Source records
▽

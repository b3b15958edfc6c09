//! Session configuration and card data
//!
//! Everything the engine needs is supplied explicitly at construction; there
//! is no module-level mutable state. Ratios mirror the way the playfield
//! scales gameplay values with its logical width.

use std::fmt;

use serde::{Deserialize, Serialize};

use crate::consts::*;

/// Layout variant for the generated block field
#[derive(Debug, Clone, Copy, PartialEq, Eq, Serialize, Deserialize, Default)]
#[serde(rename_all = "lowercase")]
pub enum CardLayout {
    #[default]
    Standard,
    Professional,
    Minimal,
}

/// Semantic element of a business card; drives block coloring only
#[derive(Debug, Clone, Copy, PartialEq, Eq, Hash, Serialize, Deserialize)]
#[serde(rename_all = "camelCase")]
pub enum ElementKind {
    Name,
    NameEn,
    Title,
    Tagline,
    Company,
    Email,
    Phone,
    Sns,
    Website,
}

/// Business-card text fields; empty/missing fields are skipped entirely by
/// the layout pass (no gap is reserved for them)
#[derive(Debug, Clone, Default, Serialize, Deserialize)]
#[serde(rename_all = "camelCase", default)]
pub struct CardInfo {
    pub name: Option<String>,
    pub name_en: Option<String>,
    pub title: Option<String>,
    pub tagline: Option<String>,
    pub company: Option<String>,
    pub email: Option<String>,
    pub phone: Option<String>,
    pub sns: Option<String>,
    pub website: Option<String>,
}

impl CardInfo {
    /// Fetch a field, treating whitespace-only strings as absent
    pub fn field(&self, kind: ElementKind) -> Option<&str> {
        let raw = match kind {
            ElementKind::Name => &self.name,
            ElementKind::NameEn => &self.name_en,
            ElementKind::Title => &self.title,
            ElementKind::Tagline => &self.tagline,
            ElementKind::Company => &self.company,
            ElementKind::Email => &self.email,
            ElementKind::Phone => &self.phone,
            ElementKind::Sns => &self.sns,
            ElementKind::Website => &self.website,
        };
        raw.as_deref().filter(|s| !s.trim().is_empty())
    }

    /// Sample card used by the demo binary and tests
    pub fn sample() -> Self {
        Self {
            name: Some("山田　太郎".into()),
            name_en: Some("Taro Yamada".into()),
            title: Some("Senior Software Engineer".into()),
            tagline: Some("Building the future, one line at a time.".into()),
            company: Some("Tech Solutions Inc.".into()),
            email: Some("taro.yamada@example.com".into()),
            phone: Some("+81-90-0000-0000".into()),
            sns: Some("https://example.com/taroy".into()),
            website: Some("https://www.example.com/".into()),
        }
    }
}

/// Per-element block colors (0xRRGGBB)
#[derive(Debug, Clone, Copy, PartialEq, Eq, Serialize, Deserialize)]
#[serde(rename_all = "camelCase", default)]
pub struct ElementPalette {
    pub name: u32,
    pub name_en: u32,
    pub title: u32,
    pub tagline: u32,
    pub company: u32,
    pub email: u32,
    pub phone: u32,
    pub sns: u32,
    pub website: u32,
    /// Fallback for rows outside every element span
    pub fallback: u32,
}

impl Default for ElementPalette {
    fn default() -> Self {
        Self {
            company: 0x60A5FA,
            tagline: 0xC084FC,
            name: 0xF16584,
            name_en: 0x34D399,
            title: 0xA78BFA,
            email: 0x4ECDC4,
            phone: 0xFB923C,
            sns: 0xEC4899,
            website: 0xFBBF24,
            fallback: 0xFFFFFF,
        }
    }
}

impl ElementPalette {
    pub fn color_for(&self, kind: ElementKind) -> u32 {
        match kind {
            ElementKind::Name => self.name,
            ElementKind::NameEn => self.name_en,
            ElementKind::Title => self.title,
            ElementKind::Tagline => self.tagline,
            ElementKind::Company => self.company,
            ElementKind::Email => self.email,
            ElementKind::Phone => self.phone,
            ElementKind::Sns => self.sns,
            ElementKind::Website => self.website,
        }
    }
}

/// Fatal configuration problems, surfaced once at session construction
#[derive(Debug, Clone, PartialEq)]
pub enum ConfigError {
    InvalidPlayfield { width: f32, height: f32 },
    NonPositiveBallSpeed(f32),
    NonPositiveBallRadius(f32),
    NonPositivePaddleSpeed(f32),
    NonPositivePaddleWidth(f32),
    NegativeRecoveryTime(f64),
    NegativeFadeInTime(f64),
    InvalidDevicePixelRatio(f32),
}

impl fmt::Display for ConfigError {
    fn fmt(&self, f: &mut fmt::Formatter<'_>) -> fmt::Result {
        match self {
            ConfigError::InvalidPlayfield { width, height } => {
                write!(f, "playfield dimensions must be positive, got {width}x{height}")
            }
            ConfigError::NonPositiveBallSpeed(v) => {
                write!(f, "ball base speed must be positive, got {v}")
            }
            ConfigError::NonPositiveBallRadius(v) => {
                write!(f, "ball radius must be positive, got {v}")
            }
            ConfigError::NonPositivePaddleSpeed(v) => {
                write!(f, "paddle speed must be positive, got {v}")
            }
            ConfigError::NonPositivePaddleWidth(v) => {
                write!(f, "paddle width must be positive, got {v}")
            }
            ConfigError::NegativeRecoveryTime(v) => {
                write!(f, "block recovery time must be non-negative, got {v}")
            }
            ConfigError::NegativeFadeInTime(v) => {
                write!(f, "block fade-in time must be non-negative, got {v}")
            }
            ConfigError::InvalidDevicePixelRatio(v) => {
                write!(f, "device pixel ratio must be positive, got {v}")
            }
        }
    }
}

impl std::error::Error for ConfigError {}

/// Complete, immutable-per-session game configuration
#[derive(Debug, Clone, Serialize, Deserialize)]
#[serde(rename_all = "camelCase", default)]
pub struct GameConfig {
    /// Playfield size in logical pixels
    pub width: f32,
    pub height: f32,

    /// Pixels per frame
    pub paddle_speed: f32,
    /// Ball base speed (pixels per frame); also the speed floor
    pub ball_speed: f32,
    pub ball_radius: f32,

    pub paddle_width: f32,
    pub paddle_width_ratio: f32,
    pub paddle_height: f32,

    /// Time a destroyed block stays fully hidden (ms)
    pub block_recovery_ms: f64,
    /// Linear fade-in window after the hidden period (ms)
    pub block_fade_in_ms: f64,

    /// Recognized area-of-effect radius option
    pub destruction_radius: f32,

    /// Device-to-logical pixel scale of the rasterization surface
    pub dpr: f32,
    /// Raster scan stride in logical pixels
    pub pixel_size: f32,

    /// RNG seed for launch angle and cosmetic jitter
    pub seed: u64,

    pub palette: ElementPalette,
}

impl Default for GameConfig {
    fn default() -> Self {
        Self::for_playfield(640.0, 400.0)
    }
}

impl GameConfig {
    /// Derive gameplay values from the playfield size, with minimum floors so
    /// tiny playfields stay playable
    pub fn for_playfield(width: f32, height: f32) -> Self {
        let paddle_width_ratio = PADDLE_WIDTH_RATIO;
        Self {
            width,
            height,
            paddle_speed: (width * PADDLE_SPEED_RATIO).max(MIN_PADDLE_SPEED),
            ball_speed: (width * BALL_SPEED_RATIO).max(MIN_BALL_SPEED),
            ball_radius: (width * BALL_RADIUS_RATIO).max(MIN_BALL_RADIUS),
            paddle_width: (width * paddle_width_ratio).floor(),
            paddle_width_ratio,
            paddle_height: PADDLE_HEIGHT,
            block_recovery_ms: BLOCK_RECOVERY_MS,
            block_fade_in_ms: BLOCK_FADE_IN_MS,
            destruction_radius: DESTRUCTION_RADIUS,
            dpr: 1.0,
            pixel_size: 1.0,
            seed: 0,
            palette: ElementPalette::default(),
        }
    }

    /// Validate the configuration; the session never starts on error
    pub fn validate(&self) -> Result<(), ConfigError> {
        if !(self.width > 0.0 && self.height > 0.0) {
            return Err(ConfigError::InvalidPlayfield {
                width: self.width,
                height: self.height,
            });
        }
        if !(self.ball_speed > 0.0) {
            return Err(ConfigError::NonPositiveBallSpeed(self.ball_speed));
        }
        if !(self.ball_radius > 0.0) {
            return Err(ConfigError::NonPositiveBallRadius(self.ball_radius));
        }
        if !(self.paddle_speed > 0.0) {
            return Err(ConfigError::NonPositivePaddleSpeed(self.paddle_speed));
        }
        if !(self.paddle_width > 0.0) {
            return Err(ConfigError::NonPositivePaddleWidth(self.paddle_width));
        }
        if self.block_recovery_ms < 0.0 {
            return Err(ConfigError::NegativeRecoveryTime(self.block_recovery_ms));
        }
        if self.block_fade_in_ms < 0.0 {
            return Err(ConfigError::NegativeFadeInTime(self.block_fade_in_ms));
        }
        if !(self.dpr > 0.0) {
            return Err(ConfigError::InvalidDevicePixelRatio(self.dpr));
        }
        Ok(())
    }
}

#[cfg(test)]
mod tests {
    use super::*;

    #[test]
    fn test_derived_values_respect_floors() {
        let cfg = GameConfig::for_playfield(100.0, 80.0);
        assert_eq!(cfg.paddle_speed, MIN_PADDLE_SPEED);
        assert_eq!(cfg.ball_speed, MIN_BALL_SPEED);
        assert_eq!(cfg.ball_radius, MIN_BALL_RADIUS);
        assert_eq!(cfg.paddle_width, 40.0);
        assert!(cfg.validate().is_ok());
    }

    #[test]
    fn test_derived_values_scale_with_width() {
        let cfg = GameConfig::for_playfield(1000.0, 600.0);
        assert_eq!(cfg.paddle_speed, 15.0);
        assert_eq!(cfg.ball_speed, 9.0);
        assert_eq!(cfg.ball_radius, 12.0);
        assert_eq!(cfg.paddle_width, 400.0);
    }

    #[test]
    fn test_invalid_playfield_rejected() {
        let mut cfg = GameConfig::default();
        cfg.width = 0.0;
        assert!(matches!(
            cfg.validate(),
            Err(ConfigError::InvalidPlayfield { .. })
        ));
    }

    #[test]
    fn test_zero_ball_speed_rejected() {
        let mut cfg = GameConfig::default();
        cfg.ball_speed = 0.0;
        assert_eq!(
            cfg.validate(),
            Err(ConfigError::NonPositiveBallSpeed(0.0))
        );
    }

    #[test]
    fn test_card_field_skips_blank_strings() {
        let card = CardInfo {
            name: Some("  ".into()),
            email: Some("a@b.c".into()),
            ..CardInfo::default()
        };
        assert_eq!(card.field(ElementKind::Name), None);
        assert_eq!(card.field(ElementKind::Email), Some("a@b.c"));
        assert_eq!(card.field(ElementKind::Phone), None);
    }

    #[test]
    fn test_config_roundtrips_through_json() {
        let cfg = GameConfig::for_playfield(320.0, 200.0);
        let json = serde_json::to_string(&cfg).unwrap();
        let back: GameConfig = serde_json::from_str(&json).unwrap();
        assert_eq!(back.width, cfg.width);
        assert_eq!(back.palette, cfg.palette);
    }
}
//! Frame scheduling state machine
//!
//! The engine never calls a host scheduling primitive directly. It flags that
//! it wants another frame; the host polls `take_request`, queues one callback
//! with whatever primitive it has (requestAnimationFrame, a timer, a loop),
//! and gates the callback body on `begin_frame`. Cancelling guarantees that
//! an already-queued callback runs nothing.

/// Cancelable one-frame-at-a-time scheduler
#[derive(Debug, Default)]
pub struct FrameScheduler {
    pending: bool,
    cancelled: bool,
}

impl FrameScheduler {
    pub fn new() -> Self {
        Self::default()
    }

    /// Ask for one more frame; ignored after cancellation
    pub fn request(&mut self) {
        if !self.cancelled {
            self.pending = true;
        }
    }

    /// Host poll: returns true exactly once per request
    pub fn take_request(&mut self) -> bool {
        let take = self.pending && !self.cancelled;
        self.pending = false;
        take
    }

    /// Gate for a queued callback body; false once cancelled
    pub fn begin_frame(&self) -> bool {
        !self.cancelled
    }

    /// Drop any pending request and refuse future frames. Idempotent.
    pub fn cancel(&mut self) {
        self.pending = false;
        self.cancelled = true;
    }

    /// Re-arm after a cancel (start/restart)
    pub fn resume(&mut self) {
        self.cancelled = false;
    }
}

△

→ **Exercise objective**:
Search the records above for "state" and copy every line that has it.

→ **Result for this task**:
//! is no module-level mutable state. Ratios mirror the way the playfield
//! Frame scheduling state machine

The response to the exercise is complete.